Artemether
Mechanism :
There are three common forms of artemisinin. The water-soluble form is called artesunate. It is the most active and the least toxic within the body. Artemether is the lipid soluble form. It has the longest life but also the most toxic in high dosage which is seldom needed. The biggest advantage of artemether is that it can cross the blood brain barrier. Artemisinin is the active parent compound of the plant. Its half-life is intermediate. It is also very safe and can cross the blood-brain barrier. Artemisinin has been shown to work through oxygen and carbon based free radical mechanisms. Artemether has been combined with lumefantrine for use as combination therapy orally.
Indication :
Contraindications :
First trimester of pregnancy.
Dosing :
3.2 mg/kg/IM loading dose followed by 1.6 mg/kg/IM after 24 hours & then 1.6 mg/kg/M 12 hourly till the child can eat orally. Then shift to oral therapy.

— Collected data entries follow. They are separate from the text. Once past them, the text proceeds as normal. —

//! Keyword search over a channel's search endpoint.
//!
//! A [`NewsSearch`] validates its query parameters up front, then
//! [`by_keyword`](NewsSearch::by_keyword) walks result pages until the limit
//! is reached, a page comes back empty, or a date-bounded search reaches
//! results older than its window. Results are de-duplicated by link and
//! can be projected to plain records or to [`NewsSoup`] extractors.
//!
//! # Example
//!
//! ```ignore
//! let options = SearchOptions { limit: 10, ..Default::default() };
//! let mut search = NewsSearch::new(&ctx, "udn", &options)?;
//! for item in search.by_keyword("上吊", false).await.to_dict_list() {
//!     println!("{} {}", item.date, item.title);
//! }
//! ```

mod dedup;
mod jump;
mod link;

pub use dedup::filter_duplicated;
pub use jump::{page_span, read_last_page, PageSpan};
pub use link::{base_url, normalize_link};

use crate::config::SearchConfig;
use crate::context::ClientContext;
use crate::document::ParsedDocument;
use crate::error::{JumpError, LoadError, SearchError};
use crate::models::SearchResultItem;
use crate::node::ResultNode;
use crate::soup::NewsSoup;
use crate::transport::{Device, Transport};
use crate::utils::{encode_keyword, encode_query_token, excise_date, parse_datetime, render_date, truncate_for_log};
use chrono::{Days, NaiveDate, NaiveDateTime, NaiveTime};
use std::time::{Duration, Instant};
use tracing::{debug, error, info, instrument, warn};
use url::Url;

const ISO_DATE: &str = "%Y-%m-%d";

/// Parameters of a search session.
#[derive(Debug, Clone)]
pub struct SearchOptions {
    /// Maximum number of results collected before de-duplication.
    pub limit: usize,
    /// First day of the date window, `yyyy-mm-dd`.
    pub beg_date: Option<String>,
    /// Last day of the date window (inclusive), `yyyy-mm-dd`.
    pub end_date: Option<String>,
}

impl Default for SearchOptions {
    fn default() -> Self {
        Self {
            limit: 25,
            beg_date: None,
            end_date: None,
        }
    }
}

/// Calendar days a search is restricted to, both ends inclusive.
#[derive(Debug, Clone, Copy, PartialEq, Eq)]
pub struct DateWindow {
    pub begin: NaiveDate,
    pub end: NaiveDate,
}

impl DateWindow {
    /// Earliest accepted publication time.
    pub fn lower(&self) -> NaiveDateTime {
        self.begin.and_time(NaiveTime::MIN)
    }

    /// First publication time past the window.
    pub fn upper(&self) -> NaiveDateTime {
        self.end
            .checked_add_days(Days::new(1))
            .unwrap_or(self.end)
            .and_time(NaiveTime::MIN)
    }

    pub fn contains(&self, date: NaiveDateTime) -> bool {
        date >= self.lower() && date < self.upper()
    }
}

/// Outcome of fetching one result page.
#[derive(Debug)]
pub(crate) enum PageFetch {
    Page(ParsedDocument),
    /// The endpoint has no further pages.
    NoMore,
    Failed(String),
}

/// Search session bound to one channel.
pub struct NewsSearch<'c, T> {
    ctx: &'c ClientContext<T>,
    channel: String,
    conf: SearchConfig,
    limit: usize,
    window: Option<DateWindow>,
    host: Option<String>,
    results: Vec<SearchResultItem>,
    pages: u32,
    elapsed: Duration,
}

impl<'c, T: Transport> NewsSearch<'c, T> {
    /// Validate `options` for `channel`. Fails before any network I/O.
    pub fn new(ctx: &'c ClientContext<T>, channel: &str, options: &SearchOptions) -> Result<Self, SearchError> {
        let channel_conf = ctx.channels().get(channel).ok_or_else(|| SearchError::UnknownChannel {
            channel: channel.to_string(),
        })?;
        let conf = match &channel_conf.search {
            Some(conf) if conf.enabled => conf.clone(),
            _ => {
                return Err(SearchError::SearchUnsupported {
                    channel: channel.to_string(),
                })
            }
        };

        let window = validate_window(channel, &conf, options)?;
        let host = Url::parse(&conf.url)
            .ok()
            .and_then(|url| url.host_str().map(str::to_string));

        Ok(Self {
            ctx,
            channel: channel.to_string(),
            conf,
            limit: options.limit,
            window,
            host,
            results: Vec::new(),
            pages: 0,
            elapsed: Duration::ZERO,
        })
    }

    pub fn channel(&self) -> &str {
        &self.channel
    }

    pub fn window(&self) -> Option<DateWindow> {
        self.window
    }

    /// Run the search, replacing the results of any previous run.
    ///
    /// With `title_only`, hits whose title does not contain `keyword` are
    /// dropped.
    #[instrument(level = "info", skip(self), fields(channel = %self.channel))]
    pub async fn by_keyword(&mut self, keyword: &str, title_only: bool) -> &mut Self {
        let started = Instant::now();
        self.results.clear();
        self.pages = 0;

        let mut page = self.start_page(keyword).await;
        let mut collected: Vec<SearchResultItem> = Vec::new();

        'pages: while collected.len() < self.limit {
            let url = self.query_url(keyword, page);
            self.pages += 1;

            let doc = match self.fetch_page(&url).await {
                PageFetch::Page(doc) => doc,
                PageFetch::NoMore => break,
                PageFetch::Failed(reason) => {
                    warn!(page, %url, %reason, "Search page failed, keeping results so far");
                    break;
                }
            };

            let root = doc.root();
            let nodes = root.select_nodes(&self.conf.result_node);
            if nodes.is_empty() {
                debug!(page, "No result nodes, end of results");
                break;
            }
            let base = base_url(root.as_ref(), &url);

            for node in &nodes {
                let Some(item) = self.read_item(node.as_ref(), &base, page) else {
                    continue;
                };
                if let Some(window) = self.window {
                    if item.date < window.lower() {
                        debug!(page, date = %item.date, "Reached results older than the window");
                        break 'pages;
                    }
                    if !window.contains(item.date) {
                        continue;
                    }
                }
                if title_only && !item.title.contains(keyword) {
                    continue;
                }
                collected.push(item);
                if collected.len() >= self.limit {
                    break 'pages;
                }
            }
            page += 1;
        }

        self.results = filter_duplicated(collected);
        self.elapsed = started.elapsed();
        info!(
            results = self.results.len(),
            pages = self.pages,
            elapsed_ms = self.elapsed.as_millis() as u64,
            "Search finished"
        );
        self
    }

    /// The de-duplicated results of the last run.
    pub fn to_dict_list(&self) -> &[SearchResultItem] {
        &self.results
    }

    /// One extractor per result link, sharing this session's context.
    pub fn to_soup_list(&self) -> Vec<NewsSoup<'c, T>> {
        self.results
            .iter()
            .map(|item| NewsSoup::new(self.ctx, item.link.clone()))
            .collect()
    }

    /// Result pages requested by the last run.
    pub fn pages(&self) -> u32 {
        self.pages
    }

    pub fn elapsed(&self) -> Duration {
        self.elapsed
    }

    async fn start_page(&self, keyword: &str) -> u32 {
        let Some(window) = self.window else {
            return 1;
        };
        if !self.conf.page_jump {
            return 1;
        }
        match self.find_start_page(keyword, window).await {
            Ok(page) => {
                info!(page, "Jumping to first result page of the date window");
                page
            }
            Err(e @ JumpError::NonMonotonic { .. }) => {
                error!(error = %e, "Page jump aborted, scanning from page 1");
                1
            }
            Err(e) => {
                warn!(error = %e, "Page jump unavailable, scanning from page 1");
                1
            }
        }
    }

    fn query_url(&self, keyword: &str, page: u32) -> String {
        let mut url = self
            .conf
            .url
            .replace("${PAGE}", &page.to_string())
            .replace("${KEYWORD}", &encode_keyword(keyword));

        if let Some(window) = self.window {
            let tokens = [
                (window.begin, self.conf.begin_date_format.as_deref()),
                (window.end, self.conf.end_date_format.as_deref()),
            ];
            for (date, format) in tokens {
                let Some(format) = format else {
                    continue;
                };
                match render_date(date, format) {
                    Some(token) => url.push_str(&encode_query_token(&token)),
                    None => warn!(channel = %self.channel, format, "Invalid date range format, token skipped"),
                }
            }
        }
        url
    }

    #[instrument(level = "debug", skip(self))]
    async fn fetch_page(&self, url: &str) -> PageFetch {
        let resp = match self.ctx.transport().get(Device::Mobile, url).await {
            Ok(resp) => resp,
            Err(e) => return PageFetch::Failed(e.to_string()),
        };

        match resp.status {
            200 if !resp.is_json() && !resp.is_html() => {
                PageFetch::Failed(format!("unexpected content type {:?}", resp.content_type))
            }
            200 => match ParsedDocument::parse(&resp.body, resp.is_json()) {
                Ok(doc) => PageFetch::Page(doc),
                Err(LoadError::Empty) => {
                    debug!("Empty result page");
                    PageFetch::NoMore
                }
                Err(e) => {
                    debug!(body = %truncate_for_log(&resp.body, 200), "Unparsable result page");
                    PageFetch::Failed(e.to_string())
                }
            },
            404 => {
                debug!("404 Not Found, no more results");
                PageFetch::NoMore
            }
            status => PageFetch::Failed(format!("unexpected HTTP status {status}")),
        }
    }

    /// Title, link and date of one result node. Incomplete hits are logged
    /// and skipped.
    fn read_item(&self, node: &dyn ResultNode, base: &str, page: u32) -> Option<SearchResultItem> {
        let channel = self.channel.as_str();

        let Some(title) = node.select_text(&self.conf.title_node, false).map(|s| s.text) else {
            warn!(channel, page, selector = %self.conf.title_node, "Search result without title");
            return None;
        };
        let link = node
            .select_attr(&self.conf.link_node, "href")
            .and_then(|href| normalize_link(&href, self.host.as_deref(), base));
        let Some(link) = link else {
            warn!(channel, page, %title, selector = %self.conf.link_node, "Search result without usable link");
            return None;
        };
        let Some(date) = node_date(node, &self.conf) else {
            warn!(channel, page, %link, selector = %self.conf.date_node, "Search result without parsable date");
            return None;
        };

        Some(SearchResultItem { title, link, date })
    }
}

/// Publication time of a result node.
pub(crate) fn node_date(node: &dyn ResultNode, conf: &SearchConfig) -> Option<NaiveDateTime> {
    let raw = node.select_text(&conf.date_node, false)?.text;
    let text = excise_date(&raw, conf.date_regex.as_ref())?;
    parse_datetime(text, &conf.date_format).ok()
}

fn parse_iso_date(value: &str) -> Result<NaiveDate, SearchError> {
    let invalid = || SearchError::InvalidDate {
        value: value.to_string(),
    };
    if value.len() != 10 {
        return Err(invalid());
    }
    NaiveDate::parse_from_str(value, ISO_DATE).map_err(|_| invalid())
}

fn validate_window(
    channel: &str,
    conf: &SearchConfig,
    options: &SearchOptions,
) -> Result<Option<DateWindow>, SearchError> {
    let (begin, end) = match (options.beg_date.as_deref(), options.end_date.as_deref()) {
        (None, None) => return Ok(None),
        _ if !conf.date_range => {
            return Err(SearchError::DateRangeUnsupported {
                channel: channel.to_string(),
            })
        }
        (None, Some(end)) => return Err(SearchError::MissingBeginDate { end: end.to_string() }),
        (Some(begin), None) => return Err(SearchError::MissingEndDate { begin: begin.to_string() }),
        (Some(begin), Some(end)) => (begin, end),
    };

    let window = DateWindow {
        begin: parse_iso_date(begin)?,
        end: parse_iso_date(end)?,
    };
    let days = (window.end - window.begin).num_days();
    if days < 0 {
        return Err(SearchError::ReversedRange {
            begin: begin.to_string(),
            end: end.to_string(),
        });
    }
    if let Some(max_days) = conf.max_span_days {
        if days > max_days {
            return Err(SearchError::SpanTooLong {
                channel: channel.to_string(),
                max_days,
                days,
            });
        }
    }
    Ok(Some(window))
}
//! Removal of results repeated across adjacent result pages.

use crate::models::SearchResultItem;
use std::collections::HashMap;
use tracing::warn;

/// Keep the first occurrence of every link, in result order.
///
/// Sites that publish while a search is being paged shift their results,
/// so the tail of one page shows up again at the head of the next.
pub fn filter_duplicated(items: Vec<SearchResultItem>) -> Vec<SearchResultItem> {
    let mut first_seen: HashMap<String, usize> = HashMap::with_capacity(items.len());
    let mut kept = Vec::with_capacity(items.len());

    for (index, item) in items.into_iter().enumerate() {
        if let Some(&first) = first_seen.get(&item.link) {
            warn!(index, first, link = %item.link, "Dropped duplicated search result");
            continue;
        }
        first_seen.insert(item.link.clone(), index);
        kept.push(item);
    }
    kept
}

Artemether + Lumefantrine (Available as 20 mg of artemether + 120 mg
lumefantrine FDC or 40 mg of artemether + 240 mg
lumefantrine): oral therapy for 3 days.
Adverse Effect :
Gastrointestinal disturbances, dizziness, tinnitus and prolongation of QT interval.
Interaction :
Quinidine and halofantrine: Caution in concurrent usage with drugs that prolong QT interval.
Renal Dose :
Dose in Renal Impairment GFR (mL/min)
20-50 | Dose as in normal renal function |
10-20 | Dose as in normal renal function |
<10 | Dose as in normal renal function |
Dose in Patients undergoing Renal Replacement Therapies
CAPD | Unknown dialysability. Dose as in GFR<10 mL/min |
HD | Unknown dialysability. Dose as in GFR<10 mL/min |
HDF/High flux | Unknown dialysability. Dose as in GFR<10 mL/min |
CAV/VVHD | Unknown dialysability. Dose as in normal renal function |
Hepatic Dose :
Mild to moderate hepatic impairment: Dosage adjustments are not recommended.
Severe hepatic impairment: Use with caution.